◆ AIM OF THE TASK ◆
Work out how many lines in the following entries contain the string "settings", and write only that number.
Start of SOURCE MATERIAL
//! Configuration for compile passes
//!
//! Two layers: [`Config`] is plain data that can be read from a TOML file, and
//! [`CompileOptions`] is what the compiler actually consumes, a `Config` plus
//! the callable hooks that cannot live in a file.

use std::{
    fmt,
    path::{Path, PathBuf},
};

use anyhow::{Context, Result};
use etcetera::BaseStrategy;
use log::{debug, warn};
use serde::Deserialize;

use crate::{
    cache::CachePolicy,
    hook::ResolveModuleSource,
    resolver::{DefaultResolver, ModulePathResolver},
};

/// File name looked up in a project directory
pub const CONFIG_FILE_NAME: &str = "depwalk.toml";

/// File-backed settings
///
/// ```toml
/// cache = "dev"                 # false, true, or a namespace
/// skip_cached_files = false
/// fetch_from_original_module_source = false
/// default_extension = "js"
///
/// [transform]                   # passed through to the transformer
/// banner = "/* built */"
/// ```
#[derive(Debug, Clone, Default, PartialEq, Deserialize)]
#[serde(default, deny_unknown_fields)]
pub struct Config {
    pub cache: CachePolicy,
    pub skip_cached_files: bool,
    pub fetch_from_original_module_source: bool,
    /// Extension the default resolver appends; `js` when unset
    pub default_extension: Option<String>,
    pub transform: toml::Table,
}

impl Config {
    pub fn from_toml_str(text: &str) -> Result<Self> {
        toml::from_str(text).context("Invalid depwalk configuration")
    }

    pub fn load(path: &Path) -> Result<Self> {
        let text = std::fs::read_to_string(path)
            .with_context(|| format!("Failed to read config file {}", path.display()))?;
        Self::from_toml_str(&text).with_context(|| format!("In {}", path.display()))
    }

    /// Look for `depwalk.toml` in `dir`, then in the user configuration
    /// directory. Returns the file that was used alongside its contents.
    pub fn discover(dir: &Path) -> Result<Option<(PathBuf, Self)>> {
        let candidates = std::iter::once(dir.join(CONFIG_FILE_NAME)).chain(user_config_path());
        for candidate in candidates {
            if candidate.is_file() {
                debug!("Using config file {}", candidate.display());
                let config = Self::load(&candidate)?;
                return Ok(Some((candidate, config)));
            }
        }
        Ok(None)
    }
}

/// `<user config dir>/depwalk/config.toml`, if a home directory can be found
pub fn user_config_path() -> Option<PathBuf> {
    let strategy = etcetera::choose_base_strategy().ok()?;
    Some(strategy.config_dir().join("depwalk").join("config.toml"))
}

/// Everything that shapes one compile pass
pub struct CompileOptions {
    pub cache: CachePolicy,
    /// Skip cached paths outright instead of validating their content
    pub skip_cached_files: bool,
    /// Build the graph from references as written rather than as rewritten by
    /// `resolve_module_source`
    pub fetch_from_original_module_source: bool,
    /// Maps module references to canonical paths
    pub resolve_module_to_path: Box<dyn ModulePathResolver>,
    /// Rewrites references before the transformer uses them
    pub resolve_module_source: Option<Box<ResolveModuleSource>>,
    /// Global transformer settings; per-file settings override these
    pub transform: toml::Table,
}

impl fmt::Debug for CompileOptions {
    fn fmt(&self, f: &mut fmt::Formatter<'_>) -> fmt::Result {
        f.debug_struct("CompileOptions")
            .field("cache", &self.cache)
            .field("skip_cached_files", &self.skip_cached_files)
            .field(
                "fetch_from_original_module_source",
                &self.fetch_from_original_module_source,
            )
            .field("resolve_module_source", &self.resolve_module_source.is_some())
            .field("transform", &self.transform)
            .finish_non_exhaustive()
    }
}

impl Default for CompileOptions {
    fn default() -> Self {
        Self::from_config(Config::default())
    }
}

impl From<Config> for CompileOptions {
    fn from(config: Config) -> Self {
        Self::from_config(config)
    }
}

impl CompileOptions {
    pub fn new() -> Self {
        Self::default()
    }

    pub fn from_config(config: Config) -> Self {
        let resolver = config
            .default_extension
            .map_or_else(DefaultResolver::new, DefaultResolver::with_extension);
        Self {
            cache: config.cache,
            skip_cached_files: config.skip_cached_files,
            fetch_from_original_module_source: config.fetch_from_original_module_source,
            resolve_module_to_path: Box::new(resolver),
            resolve_module_source: None,
            transform: config.transform,
        }
    }

    #[must_use]
    pub fn with_cache(mut self, cache: impl Into<CachePolicy>) -> Self {
        self.cache = cache.into();
        self
    }

    #[must_use]
    pub fn with_skip_cached_files(mut self, skip: bool) -> Self {
        self.skip_cached_files = skip;
        self
    }

    #[must_use]
    pub fn with_fetch_from_original_module_source(mut self, fetch: bool) -> Self {
        self.fetch_from_original_module_source = fetch;
        self
    }

    #[must_use]
    pub fn with_module_path_resolver(
        mut self,
        resolver: impl ModulePathResolver + 'static,
    ) -> Self {
        self.resolve_module_to_path = Box::new(resolver);
        self
    }

    #[must_use]
    pub fn with_module_source_resolver(
        mut self,
        resolve: impl Fn(&str, &Path) -> String + 'static,
    ) -> Self {
        self.resolve_module_source = Some(Box::new(resolve));
        self
    }

    #[must_use]
    pub fn with_setting(mut self, key: impl Into<String>, value: impl Into<toml::Value>) -> Self {
        self.transform.insert(key.into(), value.into());
        self
    }

    /// Whether this pass should skip cached paths.
    ///
    /// Skipping needs a cache to consult; without one the flag is ignored.
    pub(crate) fn skips_cached_files(&self) -> bool {
        if self.skip_cached_files && !self.cache.is_enabled() {
            warn!("skip_cached_files has no effect while caching is disabled");
            return false;
        }
        self.skip_cached_files
    }
}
End of SOURCE MATERIAL
◆ TASK RESULT ◆
2